Fate had other plans. Since being exhumed in the late 20th century the same soldiers have been on a global Long March, moving from one sold-out museum appearance to the next, and serving as, among other things, emblems of China’s neo-imperial clout in the here and now.
That army, or a small piece of it, has just arrived in New York City in an exhibition called “Terracotta Warriors: Defenders of China’s First Emperor” at Discovery Times Square. Only nine of the estimated 8,000 figures entombed at Xian in central China have made the trip. But they’re in great shape and, fitted out with weapons, armor, livestock, cash and a portable kitchen, they’re a sight to see.
They also come with an action-adventure narrative, part deep history, part archaeological romance. The history goes back to well before the third century B.C., when north-central China was a chaos of feuding states, all intent on domination. The one called Qin, ruled by horse breeders whose main trade came to lie outside China, seemed least likely to succeed. But when, after centuries of clashes, the dust finally settled, the Qin was left standing, and in command.
Its leaders were almost absurdly ambitious.
Forget about being big fish in a small territorial pond. They wanted to fill and control the biggest pond, China itself, then considered the center of the world, and made quick progress toward this goal.
Victories bred further ambitions. Why stop at China? Why not rule the cosmos, or a healthy slice of it?
That was the aim of the penultimate and greatest Qin ruler, Ying Zheng, who was born in 259 B.C., assumed the throne at 13 and bestowed on himself a freshly invented title: Qin Shihuangdi, or First Emperor of Qin, which really meant first emperor of China. Power, for him, was the elixir of life. He couldn’t get enough, and seemed neurotically afraid to stop trying.
Having subdued immense tracts of China’s geography he set about conquering its history too. He gave orders that all chronicles other than those that flatteringly documented the Qin family line be destroyed. Once he had the past under his thumb, he turned a control-freak eye to the future: he would colonize heaven.
This he did, or tried to, by creating one of the most ambitious monuments to self on record: a tomb complex more than 40 years in the making — it was still under way when he died at 50 — that reproduced, to scale and in imperishable form, imperial life as he knew it on earth.

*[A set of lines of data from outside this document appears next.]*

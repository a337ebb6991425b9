//! Output comparison for `>` blocks
//!
//! Both sides are normalized first (line endings unified, trailing blanks
//! dropped, leading blanks folded to one space). A `<<<` block then compares
//! by edit distance against a tolerance; a `<<<*` block treats the expected
//! lines as one regex that must match the whole output. Patterns use
//! `fancy_regex`, so lookaround and backreferences are available.

use std::sync::OnceLock;
use regex::Regex;
use similar::TextDiff;
use crate::error::{ErrorKind, ScriptError};

fn trailing_blanks_re() -> &'static Regex {
    static RE: OnceLock<Regex> = OnceLock::new();
    RE.get_or_init(|| Regex::new(r"[ \t]+\n").expect("static regex"))
}

fn leading_blanks_re() -> &'static Regex {
    static RE: OnceLock<Regex> = OnceLock::new();
    RE.get_or_init(|| Regex::new(r"(?m)^[ \t]+").expect("static regex"))
}

/// Turn `\r\n` and lone `\r` into `\n`, drop spaces/tabs before each newline
/// and fold leading spaces/tabs on each line into a single space.
pub fn normalize(text: &str) -> String {
    let text = text.replace("\r\n", "\n").replace('\r', "\n");
    let text = trailing_blanks_re().replace_all(&text, "\n");
    leading_blanks_re().replace_all(&text, " ").into_owned()
}

/// Levenshtein distance over characters, unit cost for insert, delete and
/// substitute.
pub fn edit_distance(a: &str, b: &str) -> usize {
    let a: Vec<char> = a.chars().collect();
    let b: Vec<char> = b.chars().collect();

    let mut prev: Vec<usize> = (0..=b.len()).collect();
    let mut row = vec![0; b.len() + 1];
    for i in 1..=a.len() {
        row[0] = i;
        for j in 1..=b.len() {
            let cost = usize::from(a[i - 1] != b[j - 1]);
            row[j] = (prev[j] + 1)
                .min(row[j - 1] + 1)
                .min(prev[j - 1] + cost);
        }
        std::mem::swap(&mut prev, &mut row);
    }
    prev[b.len()]
}

/// Result of comparing one block of expected lines against program output
#[derive(Debug, Clone, PartialEq, Eq)]
pub struct MatchOutcome {
    /// Whether the output was accepted
    pub matched: bool,
    /// New value for the `${N}` groups. Index 0 is the whole match (or the
    /// whole output when there was no regex match).
    pub groups: Vec<String>,
}

/// Compares expected lines with actual output
#[derive(Debug, Clone, Copy, Default)]
pub struct OutputMatcher {
    /// Largest edit distance still accepted in literal mode
    pub tolerance: usize,
}

impl OutputMatcher {
    pub fn new(tolerance: usize) -> Self {
        Self { tolerance }
    }

    pub fn check(
        &self,
        expected: &[String],
        actual: &str,
        is_regexp: bool,
    ) -> Result<MatchOutcome, ScriptError> {
        let expected = normalize(&expected.join("\n"));
        let actual = normalize(actual);

        if is_regexp {
            return self.check_regexp(&expected, &actual);
        }

        let distance = edit_distance(expected.trim_end(), actual.trim_end());
        Ok(MatchOutcome {
            matched: distance <= self.tolerance,
            groups: vec![actual],
        })
    }

    fn check_regexp(&self, expected: &str, actual: &str) -> Result<MatchOutcome, ScriptError> {
        let re = compile_anchored(expected.trim_end())?;

        let caps = match re.captures(actual).map_err(bad_pattern)? {
            Some(caps) => Some(caps),
            None => re.captures(actual.trim_end()).map_err(bad_pattern)?,
        };
        let Some(caps) = caps else {
            return Ok(MatchOutcome {
                matched: false,
                groups: vec![actual.to_string()],
            });
        };

        let groups = caps.iter()
            .map(|m| m.map(|m| m.as_str().to_string()).unwrap_or_default())
            .collect();
        Ok(MatchOutcome { matched: true, groups })
    }
}

/// Anchor `pattern` so it has to cover the whole subject.
fn compile_anchored(pattern: &str) -> Result<fancy_regex::Regex, ScriptError> {
    fancy_regex::Regex::new(&format!(r"^(?:{})\z", pattern)).map_err(bad_pattern)
}

fn bad_pattern(e: fancy_regex::Error) -> ScriptError {
    ScriptError::new(ErrorKind::BadPattern, format!("bad pattern: {}", e))
}

/// Unified diff of expected vs. actual output, for the execution log.
pub fn render_diff(expected: &[String], actual: &str) -> String {
    let mut expected = normalize(&expected.join("\n"));
    if !expected.is_empty() {
        expected.push('\n');
    }
    let actual = normalize(actual);
    TextDiff::from_lines(&expected, &actual)
        .unified_diff()
        .header("expected", "actual")
        .to_string()
}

Empires can’t exist without armies, so he commissioned one made up of thousands of fighters, from five-star generals to humble foot soldiers, modeled from clay, roughly life size, ready to serve. Each figure was dressed by rank, though with uniforms individually customized: an extra sash here, a bulkier coat there. Faces were differentiated too. Although a very limited number of facial molds were used, each face was given hand-modeled features — noses, ears, mouths, moustaches and so on — so that no two looked alike.
The collective result was, and is, remarkable: a fighting machine with multiple personalities. All the figures were finally placed, in battle formation and with teams of terra-cotta horses, in three basementlike pits, which were covered over. Other types of clay figures — of civic officials, servants and court acrobats — were buried nearby. And all were under the watchful eye of the emperor, who was interred deep within a mountain of packed earth, his coffin reputedly surrounded by a moat of toxic mercury.
So that was the history. The Qin empire survived the emperor by four years, to be replaced by the long-lived Han dynasty (206 B.C.-220 A.D.). The tomb greened over. Its contents were forgotten for centuries, which is where the archaeological romance kicks in.